The os should do file deduplication and compression and decompression faster than npm. But I guess the issue is npm cannot give the os hints to compress a folder or not?
Even if the file system does it that’s still per-file. You still need all the bookkeeping. And you’re not gonna get great compression if a lot of the files are tiny.
The tar contains a whole bunch of related files that probably compress a lot better together, and it’s only one file on disk for the file system to keep track of. It’s gonna be a lot more efficient.
When compiling you’re probably gonna touch all the source files anyway right? So if you load the zip into memory once and decompress it there it’s probably faster than loading each individual file and decompressing each of them, or just loading each individual file raw.

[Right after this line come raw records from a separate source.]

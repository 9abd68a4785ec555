//! Jarbas server binary
//!
//! Run with: cargo run -p jarbas-rag --bin jarbas-server

use clap::Parser;
use jarbas_rag::{config::RagConfig, server::RagServer};
use std::path::PathBuf;
use tracing_subscriber::{layer::SubscriberExt, util::SubscriberInitExt};

/// Jarbas: ask questions about your PDFs
#[derive(Debug, Parser)]
#[command(name = "jarbas-server", version, about)]
struct Cli {
    /// Optional TOML configuration file
    #[arg(short, long, env = "JARBAS_CONFIG")]
    config: Option<PathBuf>,
}

#[tokio::main]
async fn main() -> anyhow::Result<()> {
    let cli = Cli::parse();

    // Initialize tracing
    tracing_subscriber::registry()
        .with(
            tracing_subscriber::EnvFilter::try_from_default_env()
                .unwrap_or_else(|_| "jarbas_rag=info,tower_http=debug".into()),
        )
        .with(tracing_subscriber::fmt::layer())
        .init();

    // Missing API key is fatal
    let config = RagConfig::load(cli.config.as_deref())?;

    tracing::info!("Configuration loaded");
    tracing::info!("  - Embedding model: {}", config.gemini.embedding_model);
    tracing::info!("  - Generation model: {}", config.gemini.generation_model);
    tracing::info!(
        "  - Collection: {} ({}, {} dimensions)",
        config.vector_db.collection,
        config.vector_db.storage_path.display(),
        config.vector_db.dimensions
    );
    tracing::info!("  - Top k: {}", config.retrieval.top_k);

    let server = RagServer::new(config).await?;

    println!("\nJarbas starting...");
    println!("  API: http://{}", server.address());
    println!("  Health: http://{}/health", server.address());
    println!("\nEndpoints:");
    println!("  GET  /        - Status");
    println!("  POST /upload  - Upload a PDF (multipart field 'file')");
    println!("  POST /query   - Ask a question ({{\"pergunta\": ...}})");
    println!("\nPress Ctrl+C to stop\n");

    server.start().await?;

    Ok(())
}
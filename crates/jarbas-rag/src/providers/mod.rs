//! Provider abstractions for embeddings, generation, and vector storage
//!
//! The server talks to these traits only; the Gemini and LanceDB
//! implementations are wired up in `server::state`.

pub mod embedding;
pub mod gemini;
pub mod llm;
pub mod lance;
pub mod vector_store;

pub use embedding::EmbeddingProvider;
pub use gemini::{GeminiApi, GeminiClient, GeminiEmbedder};
pub use llm::LlmProvider;
pub use lance::LanceVectorStore;
pub use vector_store::{AddOutcome, VectorSearchResult, VectorStoreProvider};
//! Conversational follow-up over a patient's studies and latest report.
//!
//! Builds the grounding system prompt, normalizes stored history into the
//! provider's turn vocabulary, and relays the reply stream to the caller.
//! The caller owns persistence of the assembled reply and, afterwards,
//! title generation.

use std::sync::Arc;

use crate::models::chat::NEW_CHAT_TITLE;
use crate::models::enums::MessageRole;
use crate::models::{ChatMessage, Patient, ReportPayload, Study};
use crate::pipeline::inference::{
    ChatTurn, ProviderError, ReplyStream, RetryPolicy, TextInference, TurnRole,
};
use crate::pipeline::prompts;

const TITLE_MAX_CHARS: usize = 50;
const TITLE_CONTEXT_MESSAGES: usize = 10;

#[derive(Debug, thiserror::Error)]
pub enum ChatError {
    #[error("Provider error: {0}")]
    Provider(#[from] ProviderError),
}

impl ChatError {
    /// True when the provider refused the conversation content itself, so
    /// the caller can suggest rephrasing instead of reporting an outage.
    pub fn is_safety_block(&self) -> bool {
        matches!(self, Self::Provider(ProviderError::SafetyBlocked))
    }
}

pub struct ConversationOrchestrator {
    text: Arc<dyn TextInference>,
    retry: RetryPolicy,
}

impl ConversationOrchestrator {
    pub fn new(text: Arc<dyn TextInference>, retry: RetryPolicy) -> Self {
        Self { text, retry }
    }

    /// Start streaming a reply to the latest user message in `history`.
    ///
    /// `history` is the chat's full ordered message list, ending with the
    /// user message being answered. A leading assistant welcome turn is
    /// stripped so the submitted sequence starts on a user turn; roles are
    /// mapped to the provider vocabulary. Dropping the returned stream
    /// cancels the underlying request.
    pub async fn begin_reply(
        &self,
        patient: &Patient,
        studies: &[Study],
        latest_report: Option<&ReportPayload>,
        history: &[ChatMessage],
    ) -> Result<ReplyStream, ChatError> {
        let mut ordered: Vec<&Study> = studies.iter().collect();
        ordered.sort_by_key(|s| s.imaging_datetime);
        let ordered: Vec<Study> = ordered.into_iter().cloned().collect();

        let system = prompts::conversation_system_prompt(patient, &ordered, latest_report);
        let turns = normalize_history(history);
        tracing::info!(
            patient_id = %patient.id,
            turns = turns.len(),
            has_report = latest_report.is_some(),
            "Starting conversation turn"
        );

        let stream = self.text.stream_conversation(&system, turns).await?;
        Ok(stream)
    }

    /// Derive a short title for the chat from its opening messages.
    ///
    /// Chats with at most one message keep the placeholder without a
    /// provider call. Never fails: a provider failure falls back to a
    /// truncation of the first user message.
    pub async fn chat_title(&self, messages: &[ChatMessage]) -> String {
        if messages.len() <= 1 {
            return NEW_CHAT_TITLE.to_string();
        }

        let transcript = messages
            .iter()
            .take(TITLE_CONTEXT_MESSAGES)
            .map(|message| {
                let speaker = match message.role {
                    MessageRole::Assistant => "AI",
                    MessageRole::User => "User",
                };
                format!("{speaker}: {}", message.content)
            })
            .collect::<Vec<_>>()
            .join("\n\n");

        let prompt = prompts::chat_title_prompt(&transcript);
        match self
            .retry
            .run("chat_title", || self.text.generate_fast(&prompt))
            .await
        {
            Ok(title) => truncate_title(&title),
            Err(error) => {
                tracing::warn!(error = %error, "Chat title generation failed, using first user message");
                let first_user = messages
                    .iter()
                    .find(|m| m.role == MessageRole::User)
                    .map(|m| m.content.as_str())
                    .unwrap_or(NEW_CHAT_TITLE);
                truncate_title(first_user)
            }
        }
    }
}

/// Map stored messages onto provider turns, dropping a leading assistant
/// welcome so the sequence starts with a user turn or is empty.
fn normalize_history(history: &[ChatMessage]) -> Vec<ChatTurn> {
    let body = match history.first() {
        Some(first) if first.role == MessageRole::Assistant => &history[1..],
        _ => history,
    };
    body.iter()
        .map(|message| {
            let role = match message.role {
                MessageRole::User => TurnRole::User,
                MessageRole::Assistant => TurnRole::Model,
            };
            ChatTurn {
                role,
                text: message.content.clone(),
            }
        })
        .collect()
}

fn truncate_title(raw: &str) -> String {
    raw.trim().chars().take(TITLE_MAX_CHARS).collect()
}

> And you’re not gonna get great compression if a lot of the files are tiny.
The future of compression is likely shared dictionaries, basically recognize the file type and then use a dictionary that is optimized for that file type. E.g. JavaScript/TypeScript or HTML or Rust or C++, etc. That can offset the problems with small files to a large degree.
But again, this is a complex problem and it should be dealt with orthogonally to npm in my opinion.
I also checked and it should be possible for npm to enable file system compression at the OS level on both Windows and MacOS.
Also if it was dealt with orthogonally to npm, then it could be used by pip, and other package systems.